Míriam Leitão: Bastidores de uma nova confusão

A confusão envolvendo os ministros Rogério Marinho e Paulo Guedes, ontem, começou na verdade na quarta-feira, com uma conversa entre o líder do governo na Câmara, Ricardo Barros, e investidores.
Foto: Agência Brasil
Foto: Agência Brasil

Por Alvaro Gribel (interino)

A confusão envolvendo os ministros Rogério Marinho e Paulo Guedes, ontem, começou na verdade na quarta-feira, com uma conversa entre o líder do governo na Câmara, Ricardo Barros, e investidores. Barros queria entender a reação negativa do mercado à proposta do uso de precatórios para financiar o Renda Cidadã e ouviu que, se o governo seguisse por esse caminho, o presidente Bolsonaro enfrentaria uma crise econômica tão severa quanto a que derrubou a presidente Dilma Rousseff. Rogério Marinho resolveu, então, ter o mesmo tipo de conversa para tentar, na visão dele, “acalmar” o mercado. Acabou colhendo o efeito contrário.

É preciso entender a razão para a desenvoltura do ministro do Desenvolvimento, Rogério Marinho. Na quinta-feira, ele havia levado o presidente Jair Bolsonaro ao interior de Pernambuco para a inauguração de uma adutora de água na pequena cidade de São José do Egito. Bolsonaro fez o que mais gosta: usou a festa preparada por Marinho para exercer a função de líder populista, contar piada e angariar votos. A aproximação entre os dois faz Marinho se sentir mais forte, a ponto de extrapolar funções de sua pasta e invadir território que seria do ministro da Economia.
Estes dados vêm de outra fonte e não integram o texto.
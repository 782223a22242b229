//! Integration test support for the SwiftDrop client.
//!
//! Provides in-memory doubles of the managed backend and of device storage
//! so the session and order flows can be driven end to end without a
//! network. The doubles are cheap cloneable handles over shared state, so a
//! test can hand one clone to the component under test and keep another for
//! assertions.
//!
//! # Test Categories
//!
//! - `session_flows` - restore/sign-in/sign-up/sign-out against the doubles
//! - `order_flows` - order listing, filtering, and screen gating

use std::collections::HashMap;
use std::sync::{Arc, Mutex, MutexGuard};

use swiftdrop_client::backend::{ApiError, AuthApi, Credential, OrderStore, ProfileStore};
use swiftdrop_client::models::{Order, PackageInfo, User};
use swiftdrop_client::storage::{SnapshotStore, StoreError};
use swiftdrop_core::{CurrencyCode, Email, OrderId, OrderStatus, Price, UserId};

/// A registered credential inside the fake backend.
#[derive(Debug, Clone)]
struct AccountRecord {
    uid: UserId,
    password: String,
    display_name: Option<String>,
}

#[derive(Debug, Default)]
struct BackendState {
    accounts: HashMap<String, AccountRecord>,
    profiles: HashMap<UserId, User>,
    orders: Vec<Order>,
    revoked: Vec<UserId>,
    order_fetches: usize,
    fail_revoke: bool,
    fail_orders: bool,
}

/// In-memory double of the managed backend.
///
/// Implements [`AuthApi`], [`ProfileStore`], and [`OrderStore`] with the
/// same observable contract as the production clients: invalid credentials
/// and duplicate emails map to the same `ApiError` variants.
#[derive(Clone, Default)]
pub struct FakeBackend {
    state: Arc<Mutex<BackendState>>,
}

impl FakeBackend {
    #[must_use]
    pub fn new() -> Self {
        Self::default()
    }

    fn state(&self) -> MutexGuard<'_, BackendState> {
        self.state.lock().expect("backend state lock poisoned")
    }

    /// Register a credential directly, bypassing the sign-up flow.
    pub fn seed_account(&self, email: &str, password: &str) -> UserId {
        let uid = UserId::new(format!("uid_{}", uuid::Uuid::new_v4().simple()));
        self.state().accounts.insert(
            email.to_owned(),
            AccountRecord {
                uid: uid.clone(),
                password: password.to_owned(),
                display_name: None,
            },
        );
        uid
    }

    /// Insert a profile document directly.
    pub fn seed_profile(&self, user: User) {
        self.state().profiles.insert(user.id.clone(), user);
    }

    /// Insert order documents directly.
    pub fn seed_orders(&self, orders: impl IntoIterator<Item = Order>) {
        self.state().orders.extend(orders);
    }

    /// Make `revoke` fail with a backend error.
    pub fn fail_revoke(&self) {
        self.state().fail_revoke = true;
    }

    /// Make order reads fail with a backend error.
    pub fn fail_orders(&self) {
        self.state().fail_orders = true;
    }

    /// Profile document for the given credential, if any.
    #[must_use]
    pub fn profile(&self, uid: &UserId) -> Option<User> {
        self.state().profiles.get(uid).cloned()
    }

    /// Display name stored on the credential, if any.
    #[must_use]
    pub fn account_display_name(&self, email: &str) -> Option<String> {
        self.state()
            .accounts
            .get(email)
            .and_then(|record| record.display_name.clone())
    }

    /// Whether any credential exists for the email.
    #[must_use]
    pub fn has_account(&self, email: &str) -> bool {
        self.state().accounts.contains_key(email)
    }

    /// Credentials whose sessions have been revoked, in revocation order.
    #[must_use]
    pub fn revoked(&self) -> Vec<UserId> {
        self.state().revoked.clone()
    }

    /// How many order reads reached the backend.
    #[must_use]
    pub fn order_fetch_count(&self) -> usize {
        self.state().order_fetches
    }
}

impl AuthApi for FakeBackend {
    async fn authenticate(&self, email: &Email, password: &str) -> Result<Credential, ApiError> {
        let state = self.state();
        let record = state
            .accounts
            .get(email.as_str())
            .ok_or(ApiError::InvalidCredentials)?;
        if record.password != password {
            return Err(ApiError::InvalidCredentials);
        }
        Ok(Credential {
            uid: record.uid.clone(),
            email: email.clone(),
        })
    }

    async fn register(&self, email: &Email, password: &str) -> Result<Credential, ApiError> {
        let mut state = self.state();
        if state.accounts.contains_key(email.as_str()) {
            return Err(ApiError::EmailInUse);
        }
        let uid = UserId::new(format!("uid_{}", uuid::Uuid::new_v4().simple()));
        state.accounts.insert(
            email.as_str().to_owned(),
            AccountRecord {
                uid: uid.clone(),
                password: password.to_owned(),
                display_name: None,
            },
        );
        Ok(Credential {
            uid,
            email: email.clone(),
        })
    }

    async fn set_display_name(&self, uid: &UserId, display_name: &str) -> Result<(), ApiError> {
        let mut state = self.state();
        let record = state
            .accounts
            .values_mut()
            .find(|record| &record.uid == uid)
            .ok_or_else(|| ApiError::NotFound(format!("account {uid}")))?;
        record.display_name = Some(display_name.to_owned());
        Ok(())
    }

    async fn revoke(&self, uid: &UserId) -> Result<(), ApiError> {
        let mut state = self.state();
        if state.fail_revoke {
            return Err(ApiError::Api {
                status: 503,
                message: "SERVICE_UNAVAILABLE".to_owned(),
            });
        }
        state.revoked.push(uid.clone());
        Ok(())
    }
}

impl ProfileStore for FakeBackend {
    async fn get_profile(&self, uid: &UserId) -> Result<Option<User>, ApiError> {
        Ok(self.state().profiles.get(uid).cloned())
    }

    async fn put_profile(&self, user: &User) -> Result<(), ApiError> {
        self.state().profiles.insert(user.id.clone(), user.clone());
        Ok(())
    }
}

impl OrderStore for FakeBackend {
    async fn orders_for_customer(&self, uid: &UserId) -> Result<Vec<Order>, ApiError> {
        let mut state = self.state();
        state.order_fetches += 1;
        if state.fail_orders {
            return Err(ApiError::Api {
                status: 500,
                message: "INTERNAL".to_owned(),
            });
        }
        // The fake has no creator field; every seeded order belongs to the
        // one customer under test.
        let _ = uid;
        Ok(state.orders.clone())
    }

    async fn orders_for_driver(&self, uid: &UserId) -> Result<Vec<Order>, ApiError> {
        let mut state = self.state();
        state.order_fetches += 1;
        if state.fail_orders {
            return Err(ApiError::Api {
                status: 500,
                message: "INTERNAL".to_owned(),
            });
        }
        Ok(state
            .orders
            .iter()
            .filter(|order| order.driver_id.as_ref() == Some(uid))
            .cloned()
            .collect())
    }
}

/// In-memory double of device snapshot storage.
#[derive(Clone, Default)]
pub struct MemorySnapshots {
    slot: Arc<Mutex<Option<User>>>,
}

impl MemorySnapshots {
    #[must_use]
    pub fn new() -> Self {
        Self::default()
    }

    /// Seed a persisted snapshot, as if a previous run saved it.
    pub fn seed(&self, user: User) {
        *self.slot.lock().expect("snapshot lock poisoned") = Some(user);
    }

    /// The currently persisted snapshot.
    #[must_use]
    pub fn persisted(&self) -> Option<User> {
        self.slot.lock().expect("snapshot lock poisoned").clone()
    }
}

impl SnapshotStore for MemorySnapshots {
    fn load(&self) -> Result<Option<User>, StoreError> {
        Ok(self.persisted())
    }

    fn save(&self, user: &User) -> Result<(), StoreError> {
        *self.slot.lock().expect("snapshot lock poisoned") = Some(user.clone());
        Ok(())
    }

    fn clear(&self) -> Result<(), StoreError> {
        *self.slot.lock().expect("snapshot lock poisoned") = None;
        Ok(())
    }
}

/// A unique email per test run, so seeded accounts never collide.
#[must_use]
pub fn unique_email() -> String {
    format!("rider-{}@example.com", uuid::Uuid::new_v4().simple())
}

/// Build a test order with the given status and optional assigned driver.
#[must_use]
pub fn order(id: &str, status: OrderStatus, driver_id: Option<&UserId>) -> Order {
    Order {
        id: OrderId::new(id),
        pickup_address: "12 Canal St".to_owned(),
        delivery_address: "88 Hill Rd".to_owned(),
        package: PackageInfo {
            kind: "documents".to_owned(),
            weight_kg: 0.4,
            image_url: None,
        },
        price: Price::from_minor_units(1299, CurrencyCode::USD),
        status,
        driver_id: driver_id.cloned(),
        created_at: chrono::Utc::now(),
    }
}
Na reunião com economistas da Ativa Investimentos, Marinho teria dito que a ideia do uso de precatórios foi da equipe de Paulo Guedes. A ala econômica, por sua vez, bate o pé e diz que havia apenas estudos. Marinho também afirmou que Guedes tem a confiança do presidente Bolsonaro e que o governo mantém compromisso com a agenda fiscal. Mas afirmou que o ministro da Economia, apesar de entender de assuntos macroeconômicos, tem menos traquejo político e peca em detalhes na formulação de alguns projetos.

As versões do que Marinho disse circularam pelo mercado e azedaram a bolsa. O ministro Paulo Guedes, que já tem Marinho como desafeto, jogou gasolina na fogueira e o chamou de “despreparado, desleal e fura-teto” caso fosse verdade. Mais tarde, voltou a público para tentar colocar panos quentes na discussão. Marinho também emitiu nota para negar que tenha sido descortês com Guedes.

No mercado financeiro, os economistas estão com as barbas e os investimentos de molho. Ainda é fresca na memória a crise provocada pela saída de Joaquim Levy, após disputa com o ministro Nelson Barbosa. Dilma optou por Barbosa em 2015, levando o país a uma forte desvalorização cambial. Os investidores temem que Guedes possa estar com os dias contados no governo e que Bolsonaro abrace de vez a agenda desenvolvimentista em que sempre acreditou durante seus mandatos como deputado federal.

Guedes não é Malan

O episódio fez economistas lembrarem de uma disputa entre os ex-ministros Pedro Malan, da Fazenda, e Clóvis Carvalho, do Desenvolvimento, no governo FH, em 1999. Carvalho havia feito críticas à política econômica, e Malan, ao contrário de Guedes, não deu nenhuma declaração e costurou nos bastidores. Ao fim, conseguiu a demissão de Carvalho. Se Bolsonaro não é FH, Guedes tampouco é Pedro Malan. À noite, deu entrevista coletiva para dizer que “estamos falando de crise e confusão com a economia voltando”.

Indústria recupera em ‘V’

Falta pouco mas a indústria praticamente superou as perdas da pandemia. Os indicadores de confiança da FGV também mostram que os empresários do setor estão mais otimistas, em parte pela desvalorização do real, que dificulta importações e ajuda exportações. Também pode haver dois efeitos de ações do governo. Os recursos do auxílio emergencial, que ajudaram o consumo, e as linhas de crédito, que favoreceram empresas maiores, mais comuns na indústria. Superado esse problema, volta-se ao anterior: falta de competitividade.